(DATASET EXTRACT)

◇ ◇ ◇

//=========================================================================================
// `DatabaseService` Trait Implementation
//=========================================================================================

#[async_trait]
impl DatabaseService for DbAdapter {
    // --- Accounts ---

    async fn create_user_with_email(
        &self,
        email: &str,
        display_name: &str,
        hashed_password: &str,
    ) -> PortResult<User> {
        let record = sqlx::query_as::<_, UserRecord>(
            "INSERT INTO users (user_id, email, display_name, hashed_password) VALUES ($1, $2, $3, $4) \
             RETURNING user_id, email, display_name",
        )
        .bind(Uuid::new_v4())
        .bind(email)
        .bind(display_name)
        .bind(hashed_password)
        .fetch_one(&self.pool)
        .await
        .map_err(|e| {
            if is_unique_violation(&e) {
                PortError::Conflict(format!("An account for {} already exists", email))
            } else {
                unexpected(e)
            }
        })?;
        Ok(record.to_domain())
    }

    async fn get_user_by_email(&self, email: &str) -> PortResult<UserCredentials> {
        let record = sqlx::query_as::<_, CredentialsRecord>(
            "SELECT user_id, email, hashed_password FROM users WHERE email = $1",
        )
        .bind(email)
        .fetch_one(&self.pool)
        .await
        .map_err(not_found(|| format!("User {} not found", email)))?;
        Ok(UserCredentials {
            user_id: record.user_id,
            email: record.email,
            hashed_password: record.hashed_password,
        })
    }

    async fn get_user(&self, user_id: Uuid) -> PortResult<User> {
        let record = sqlx::query_as::<_, UserRecord>(
            "SELECT user_id, email, display_name FROM users WHERE user_id = $1",
        )
        .bind(user_id)
        .fetch_one(&self.pool)
        .await
        .map_err(not_found(|| format!("User {} not found", user_id)))?;
        Ok(record.to_domain())
    }

    async fn create_auth_session(
        &self,
        session_id: &str,
        user_id: Uuid,
        expires_at: DateTime<Utc>,
    ) -> PortResult<()> {
        sqlx::query("INSERT INTO auth_sessions (id, user_id, expires_at) VALUES ($1, $2, $3)")
            .bind(session_id)
            .bind(user_id)
            .bind(expires_at)
            .execute(&self.pool)
            .await
            .map_err(unexpected)?;
        Ok(())
    }

    async fn validate_auth_session(&self, session_id: &str) -> PortResult<Uuid> {
        let user_id: Option<Uuid> = sqlx::query_scalar(
            "SELECT user_id FROM auth_sessions WHERE id = $1 AND expires_at > NOW()",
        )
        .bind(session_id)
        .fetch_optional(&self.pool)
        .await
        .map_err(unexpected)?;
        user_id.ok_or(PortError::Unauthorized)
    }

    async fn delete_auth_session(&self, session_id: &str) -> PortResult<()> {
        sqlx::query("DELETE FROM auth_sessions WHERE id = $1")
            .bind(session_id)
            .execute(&self.pool)
            .await
            .map_err(unexpected)?;
        Ok(())
    }

    // --- Catalog ---

    async fn list_clips(&self) -> PortResult<Vec<ContentItem>> {
        let records = sqlx::query_as::<_, ClipRecord>(&format!(
            "SELECT {CLIP_COLUMNS} FROM clips ORDER BY relevance_rank ASC, created_at DESC"
        ))
        .fetch_all(&self.pool)
        .await
        .map_err(unexpected)?;
        records.into_iter().map(ClipRecord::to_domain).collect()
    }

    async fn get_clip(&self, clip_id: Uuid) -> PortResult<ContentItem> {
        let record = sqlx::query_as::<_, ClipRecord>(&format!(
            "SELECT {CLIP_COLUMNS} FROM clips WHERE id = $1"
        ))
        .bind(clip_id)
        .fetch_one(&self.pool)
        .await
        .map_err(not_found(|| format!("Clip {} not found", clip_id)))?;
        record.to_domain()
    }

    // --- Bookmarks ---

    async fn list_bookmarks(&self, user_id: Uuid) -> PortResult<Vec<Uuid>> {
        sqlx::query_scalar("SELECT clip_id FROM bookmarks WHERE user_id = $1 ORDER BY created_at DESC")
            .bind(user_id)
            .fetch_all(&self.pool)
            .await
            .map_err(unexpected)
    }

    async fn add_bookmark(&self, user_id: Uuid, clip_id: Uuid) -> PortResult<()> {
        sqlx::query(
            "INSERT INTO bookmarks (user_id, clip_id) VALUES ($1, $2) ON CONFLICT (user_id, clip_id) DO NOTHING",
        )
        .bind(user_id)
        .bind(clip_id)
        .execute(&self.pool)
        .await
        .map_err(unexpected)?;
        Ok(())
    }

    async fn remove_bookmark(&self, user_id: Uuid, clip_id: Uuid) -> PortResult<()> {
        sqlx::query("DELETE FROM bookmarks WHERE user_id = $1 AND clip_id = $2")
            .bind(user_id)
            .bind(clip_id)
            .execute(&self.pool)
            .await
            .map_err(unexpected)?;
        Ok(())
    }

    // --- Courses, quizzes and progress ---

    async fn get_course(&self, course_id: Uuid) -> PortResult<Course> {
        let course = sqlx::query_as::<_, CourseRecord>(
            "SELECT id, title, description, passing_threshold, max_attempts FROM courses WHERE id = $1",
        )
        .bind(course_id)
        .fetch_one(&self.pool)
        .await
        .map_err(not_found(|| format!("Course {} not found", course_id)))?;

        let module_records = sqlx::query_as::<_, ModuleRecord>(
            "SELECT id, title FROM course_modules WHERE course_id = $1 ORDER BY position ASC",
        )
        .bind(course_id)
        .fetch_all(&self.pool)
        .await
        .map_err(unexpected)?;

        let node_records = sqlx::query_as::<_, NodeRecord>(
            "SELECT n.id, n.module_id, n.title, n.clip_id, n.quiz_id, n.required \
             FROM course_nodes n JOIN course_modules m ON m.id = n.module_id \
             WHERE m.course_id = $1 ORDER BY m.position ASC, n.position ASC",
        )
        .bind(course_id)
        .fetch_all(&self.pool)
        .await
        .map_err(unexpected)?;

        let mut modules: Vec<CourseModule> = module_records
            .into_iter()
            .map(|m| CourseModule {
                id: m.id,
                title: m.title,
                nodes: Vec::new(),
            })
            .collect();
        for record in node_records {
            let module_id = record.module_id;
            let node = record.to_domain()?;
            if let Some(module) = modules.iter_mut().find(|m| m.id == module_id) {
                module.nodes.push(node);
            }
        }

        Ok(Course {
            id: course.id,
            title: course.title,
            description: course.description,
            modules,
            passing_threshold: course.passing_threshold.map(|t| t as u8),
            max_attempts: course.max_attempts.map(|m| m as u32),
        })
    }

    async fn courses_with_quiz(&self, quiz_id: Uuid) -> PortResult<Vec<Course>> {
        let course_ids: Vec<Uuid> = sqlx::query_scalar(
            "SELECT DISTINCT m.course_id FROM course_nodes n \
             JOIN course_modules m ON m.id = n.module_id WHERE n.quiz_id = $1",
        )
        .bind(quiz_id)
        .fetch_all(&self.pool)
        .await
        .map_err(unexpected)?;

        let mut courses = Vec::with_capacity(course_ids.len());
        for course_id in course_ids {
            courses.push(self.get_course(course_id).await?);
        }
        Ok(courses)
    }

    async fn get_quiz(&self, quiz_id: Uuid) -> PortResult<Quiz> {
        let quiz = sqlx::query_as::<_, QuizRecord>(
            "SELECT id, title, passing_threshold, time_limit_seconds, max_attempts FROM quizzes WHERE id = $1",
        )
        .bind(quiz_id)
        .fetch_one(&self.pool)
        .await
        .map_err(not_found(|| format!("Quiz {} not found", quiz_id)))?;

        let questions = sqlx::query_as::<_, QuestionRecord>(
            "SELECT id, prompt, kind, options, correct_answers, multi_select, points, explanation \
             FROM quiz_questions WHERE quiz_id = $1 ORDER BY position ASC",
        )
        .bind(quiz_id)
        .fetch_all(&self.pool)
        .await
        .map_err(unexpected)?
        .into_iter()
        .map(QuestionRecord::to_domain)
        .collect::<PortResult<Vec<_>>>()?;

        Ok(Quiz {
            id: quiz.id,
            title: quiz.title,
            questions,
            passing_threshold: quiz.passing_threshold.map(|t| t as u8),
            time_limit_seconds: quiz.time_limit_seconds.map(|t| t as u32),
            max_attempts: quiz.max_attempts.map(|m| m as u32),
        })
    }

    async fn list_attempts(&self, user_id: Uuid, quiz_id: Uuid) -> PortResult<Vec<StoredAttempt>> {
        let records = sqlx::query_as::<_, AttemptRecord>(
            "SELECT id, user_id, quiz_id, attempt_number, score, max_score, percentage, passed, submitted_at \
             FROM quiz_attempts WHERE user_id = $1 AND quiz_id = $2 ORDER BY attempt_number ASC",
        )
        .bind(user_id)
        .bind(quiz_id)
        .fetch_all(&self.pool)
        .await
        .map_err(unexpected)?;
        Ok(records.into_iter().map(|r| r.to_domain()).collect())
    }

    async fn save_attempt(&self, attempt: StoredAttempt) -> PortResult<()> {
        sqlx::query(
            "INSERT INTO quiz_attempts (id, user_id, quiz_id, attempt_number, score, max_score, percentage, passed, submitted_at) \
             VALUES ($1, $2, $3, $4, $5, $6, $7, $8, $9)",
        )
        .bind(attempt.id)
        .bind(attempt.user_id)
        .bind(attempt.quiz_id)
        .bind(attempt.attempt_number as i32)
        .bind(i64::from(attempt.score))
        .bind(i64::from(attempt.max_score))
        .bind(i16::from(attempt.percentage))
        .bind(attempt.passed)
        .bind(attempt.submitted_at)
        .execute(&self.pool)
        .await
        .map_err(|e| {
            if is_unique_violation(&e) {
                PortError::Conflict(format!(
                    "Attempt {} for quiz {} was already recorded",
                    attempt.attempt_number, attempt.quiz_id
                ))
            } else {
                unexpected(e)
            }
        })?;
        Ok(())
    }

    async fn record_clip_completion(&self, user_id: Uuid, clip_id: Uuid) -> PortResult<()> {
        sqlx::query(
            "INSERT INTO clip_completions (user_id, clip_id) VALUES ($1, $2) ON CONFLICT (user_id, clip_id) DO NOTHING",
        )
        .bind(user_id)
        .bind(clip_id)
        .execute(&self.pool)
        .await
        .map_err(unexpected)?;
        Ok(())
    }

    async fn list_completed_clips(&self, user_id: Uuid) -> PortResult<Vec<Uuid>> {
        sqlx::query_scalar("SELECT clip_id FROM clip_completions WHERE user_id = $1")
            .bind(user_id)
            .fetch_all(&self.pool)
            .await
            .map_err(unexpected)
    }

    async fn list_passed_quizzes(&self, user_id: Uuid) -> PortResult<Vec<Uuid>> {
        sqlx::query_scalar("SELECT DISTINCT quiz_id FROM quiz_attempts WHERE user_id = $1 AND passed")
            .bind(user_id)
            .fetch_all(&self.pool)
            .await
            .map_err(unexpected)
    }

    // --- Certificates ---

    async fn issue_certificate(&self, user_id: Uuid, course_id: Uuid) -> PortResult<Certificate> {
        sqlx::query(
            "INSERT INTO certificates (id, user_id, course_id) VALUES ($1, $2, $3) \
             ON CONFLICT (user_id, course_id) DO NOTHING",
        )
        .bind(Uuid::new_v4())
        .bind(user_id)
        .bind(course_id)
        .execute(&self.pool)
        .await
        .map_err(unexpected)?;

        let record = sqlx::query_as::<_, CertificateRecord>(
            "SELECT id, user_id, course_id, issued_at FROM certificates WHERE user_id = $1 AND course_id = $2",
        )
        .bind(user_id)
        .bind(course_id)
        .fetch_one(&self.pool)
        .await
        .map_err(unexpected)?;
        Ok(record.to_domain())
    }

    async fn list_certificates(&self, user_id: Uuid) -> PortResult<Vec<Certificate>> {
        let records = sqlx::query_as::<_, CertificateRecord>(
            "SELECT id, user_id, course_id, issued_at FROM certificates WHERE user_id = $1 ORDER BY issued_at DESC",
        )
        .bind(user_id)
        .fetch_all(&self.pool)
        .await
        .map_err(unexpected)?;
        Ok(records.into_iter().map(|r| r.to_domain()).collect())
    }

    // --- Billing ---

    async fn list_plans(&self) -> PortResult<Vec<Plan>> {
        let records = sqlx::query_as::<_, PlanRecord>(
            "SELECT id, name, price_cents, billing_interval, features FROM plans ORDER BY position ASC",
        )
        .fetch_all(&self.pool)
        .await
        .map_err(unexpected)?;
        records.into_iter().map(PlanRecord::to_domain).collect()
    }

    async fn get_plan(&self, plan_id: Uuid) -> PortResult<Plan> {
        let record = sqlx::query_as::<_, PlanRecord>(
            "SELECT id, name, price_cents, billing_interval, features FROM plans WHERE id = $1",
        )
        .bind(plan_id)
        .fetch_one(&self.pool)
        .await
        .map_err(not_found(|| format!("Plan {} not found", plan_id)))?;
        record.to_domain()
    }

    async fn find_promo_code(&self, code: &str) -> PortResult<PromoCode> {
        let record = sqlx::query_as::<_, PromoRecord>(
            "SELECT code, percent_off, expires_at FROM promo_codes WHERE UPPER(code) = UPPER($1)",
        )
        .bind(code)
        .fetch_one(&self.pool)
        .await
        .map_err(not_found(|| format!("Promo code {} not found", code)))?;
        Ok(PromoCode {
            code: record.code,
            percent_off: record.percent_off.clamp(0, 100) as u8,
            expires_at: record.expires_at,
        })
    }

    async fn save_subscription(&self, subscription: &Subscription) -> PortResult<()> {
        sqlx::query(
            "INSERT INTO subscriptions (id, user_id, plan_id, status, amount_cents, started_at, renews_at) \
             VALUES ($1, $2, $3, $4, $5, $6, $7)",
        )
        .bind(subscription.id)
        .bind(subscription.user_id)
        .bind(subscription.plan_id)
        .bind(subscription.status.as_str())
        .bind(subscription.amount_cents as i64)
        .bind(subscription.started_at)
        .bind(subscription.renews_at)
        .execute(&self.pool)
        .await
        .map_err(unexpected)?;
        Ok(())
    }

    // --- Contact ---

    async fn save_contact_message(&self, message: &ContactMessage) -> PortResult<()> {
        sqlx::query(
            "INSERT INTO contact_messages (id, name, email, subject, body) VALUES ($1, $2, $3, $4, $5)",
        )
        .bind(Uuid::new_v4())
        .bind(&message.name)
        .bind(&message.email)
        .bind(&message.subject)
        .bind(&message.body)
        .execute(&self.pool)
        .await
        .map_err(unexpected)?;
        Ok(())
    }
}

◇ ◇ ◇

(EXERCISE) Using the listing above, return word for word each line from the one that has "for record in" through the one that has "let course_ids: Vec<Uuid>", and no line outside that range.

(RESPONSE AREA)
        for record in node_records {
            let module_id = record.module_id;
            let node = record.to_domain()?;
            if let Some(module) = modules.iter_mut().find(|m| m.id == module_id) {
                module.nodes.push(node);
            }
        }

        Ok(Course {
            id: course.id,
            title: course.title,
            description: course.description,
            modules,
            passing_threshold: course.passing_threshold.map(|t| t as u8),
            max_attempts: course.max_attempts.map(|m| m as u32),
        })
    }

    async fn courses_with_quiz(&self, quiz_id: Uuid) -> PortResult<Vec<Course>> {
        let course_ids: Vec<Uuid> = sqlx::query_scalar(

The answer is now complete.